In 2001, Grant sold the team to a trio that consisted of ex-NHLer Dave Gagner, then-owner of the Mississauga IceDogs Mario Forgione, and wine distillery consultant Ken Chase.

====Standardbred Horse Racing====
In the 1970s, Charles Juravinski tried to get a new racetrack off the ground just outside Hamilton, Ontario. Juravinski was introduced to John Grant, Brad's father, who joined in on the venture. With the help of John Grant, Juravinski succeeded in founding his new racetrack in 1971. The half-mile harness horse racing track was named Flamboro Downs.

Flamboro Downs proved to be a wise move for Grant as the Hamilton-area racetrack was extremely well received after opening in April 1975. During the first year of opening, Juravinski got to know John Grant's son, Brad. Years later John Grant sold his stake in Flamboro Downs due to health concerns, much to Juravinski's dismay. Many years later Juravinski and the younger Grant joined forces to co-own a horse named American Rock.

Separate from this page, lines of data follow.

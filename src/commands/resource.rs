//! Lifecycle commands on tracked instances
//!
//! Each command runs exactly one engine step and persists the resulting
//! declared state.

use anyhow::{Context, Result, bail};
use dialoguer::Confirm;
use std::path::Path;

use super::{Session, load_declaration, split_assignment};
use crate::{progress, ui};

fn ensure_untracked(session: &Session, name: &str) -> Result<()> {
    if session.store.contains(name) {
        bail!(
            "An instance named '{name}' is already tracked in {}",
            session.store.path().display()
        );
    }
    Ok(())
}

/// Create a new instance from a declaration file
pub fn create(session: &mut Session, kind: &str, name: &str, config: &Path) -> Result<()> {
    ensure_untracked(session, name)?;
    let reconciler = session.registry.reconciler(kind)?;
    let raw = load_declaration(config)?;
    let mut state = reconciler.schema().declare(&raw)?;

    let result = progress::with_spinner(&format!("Creating {name}"), session.quiet, || {
        reconciler.create(&mut state)
    });

    // A failed refresh still leaves a remote object worth tracking
    if state.exists() {
        session.store.put(name, kind, state.clone());
        session.store.save()?;
    }
    result.with_context(|| format!("Failed to create {name}"))?;

    ui::success(&format!("Created {name} ({})", state.id()));
    if !session.quiet {
        ui::state(name, kind, &state, Some(reconciler.schema()));
    }
    Ok(())
}

/// Refresh a tracked instance; drops it if the remote object is gone
pub fn read(session: &mut Session, name: &str) -> Result<()> {
    let instance = session.store.require(name)?.clone();
    let reconciler = session.registry.reconciler(&instance.kind)?;
    let mut state = instance.state;

    let result = progress::with_spinner(&format!("Reading {name}"), session.quiet, || {
        reconciler.read(&mut state)
    });

    match result {
        Ok(()) => {
            session.store.put(name, &instance.kind, state.clone());
            session.store.save()?;
            ui::state(name, &instance.kind, &state, Some(reconciler.schema()));
            Ok(())
        }
        Err(e) if e.is_not_found() => {
            session.store.remove(name);
            session.store.save()?;
            ui::warn(&format!(
                "{name} ({}) no longer exists remotely; removed from state",
                state.id()
            ));
            Ok(())
        }
        Err(e) => Err(e).with_context(|| format!("Failed to read {name}")),
    }
}

/// Apply `FIELD=VALUE` changes in place
pub fn update(session: &mut Session, name: &str, assignments: &[String]) -> Result<()> {
    let instance = session.store.require(name)?.clone();
    let reconciler = session.registry.reconciler(&instance.kind)?;

    let pairs = assignments
        .iter()
        .map(|a| split_assignment(a))
        .collect::<Result<Vec<_>>>()?;
    let changes = reconciler.schema().parse_changes(pairs)?;

    let mut state = instance.state;
    let result = progress::with_spinner(&format!("Updating {name}"), session.quiet, || {
        reconciler.update(&mut state, &changes)
    });

    if let Err(e) = result {
        if e.category() == reconcile::ErrorCategory::ConflictingUpdate {
            ui::dim("Fields that force replacement need delete + create");
        }
        return Err(e).with_context(|| format!("Failed to update {name}"));
    }

    session.store.put(name, &instance.kind, state.clone());
    session.store.save()?;
    ui::success(&format!("Updated {name}"));
    if !session.quiet {
        ui::state(name, &instance.kind, &state, Some(reconciler.schema()));
    }
    Ok(())
}

/// Delete the remote object and stop tracking the instance
pub fn delete(session: &mut Session, name: &str, yes: bool) -> Result<()> {
    let instance = session.store.require(name)?.clone();
    let reconciler = session.registry.reconciler(&instance.kind)?;

    if !yes {
        let confirmed = Confirm::new()
            .with_prompt(format!(
                "Delete {name} ({} {})?",
                instance.kind,
                instance.state.id()
            ))
            .default(false)
            .interact()
            .context("Failed to read confirmation")?;
        if !confirmed {
            ui::info("Aborted");
            return Ok(());
        }
    }

    let mut state = instance.state;
    progress::with_spinner(&format!("Deleting {name}"), session.quiet, || {
        reconciler.delete(&mut state)
    })
    .with_context(|| format!("Failed to delete {name}"))?;

    session.store.remove(name);
    session.store.save()?;
    ui::success(&format!("Deleted {name}"));
    Ok(())
}

/// Track an existing remote object under `name`
pub fn import(session: &mut Session, kind: &str, name: &str, id: &str) -> Result<()> {
    ensure_untracked(session, name)?;
    let reconciler = session.registry.reconciler(kind)?;

    let state = progress::with_spinner(&format!("Importing {id}"), session.quiet, || {
        reconciler.import(id)
    })
    .with_context(|| format!("Failed to import {kind} {id}"))?;

    session.store.put(name, kind, state.clone());
    session.store.save()?;
    ui::success(&format!("Imported {id} as {name}"));
    if !session.quiet {
        ui::state(name, kind, &state, Some(reconciler.schema()));
    }
    Ok(())
}

/// Print every tracked instance
pub fn list(session: &Session) -> Result<()> {
    if session.store.is_empty() {
        ui::info(&format!(
            "No instances tracked in {}",
            session.store.path().display()
        ));
        return Ok(());
    }

    ui::header("Instances");
    for (name, instance) in session.store.instances() {
        ui::kv(
            name,
            &format!(
                "{} {} (updated {})",
                instance.kind,
                instance.state.id(),
                instance.last_updated.format("%Y-%m-%d %H:%M:%S UTC")
            ),
        );
    }
    Ok(())
}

In 1997, Brad Grant got drawn back into the horse racing industry through the ownership of horses.

On January 4, 2016, a devastating barn fire at Classy Lane Training Centre in Puslinch, Ontario killed 43 horses. Grant himself lost four of his horses in the fire — millionaire older pacer Apprentice Hanover, unraced three-year-old pacing mare Proven Effective, older gelded pacer Whiskey N Pie (a winner of $47,000 on the track) and older gelded pacer Whistle Jimmy K, who earned more than $47,000 racing.

Two weeks later, Grant traveled to New Jersey where he spent $275,000 USD on three racehorses to be trained by Guelph native Ben Wallace, who had lost all 17 horses due to the Classy Lane fire.

==Personal life==
Grant is an active philanthropist who serves the Milton District Hospital Foundation as vice chair and is a past chair of the foundation. He has donated thousands of dollars to the hospital foundation through his personal donations as well as donations from his trucking companies. He is also the finance chairman of the Ontario Hockey Association. Grant lives in Milton, Ontario. He is married to his wife Bonnie.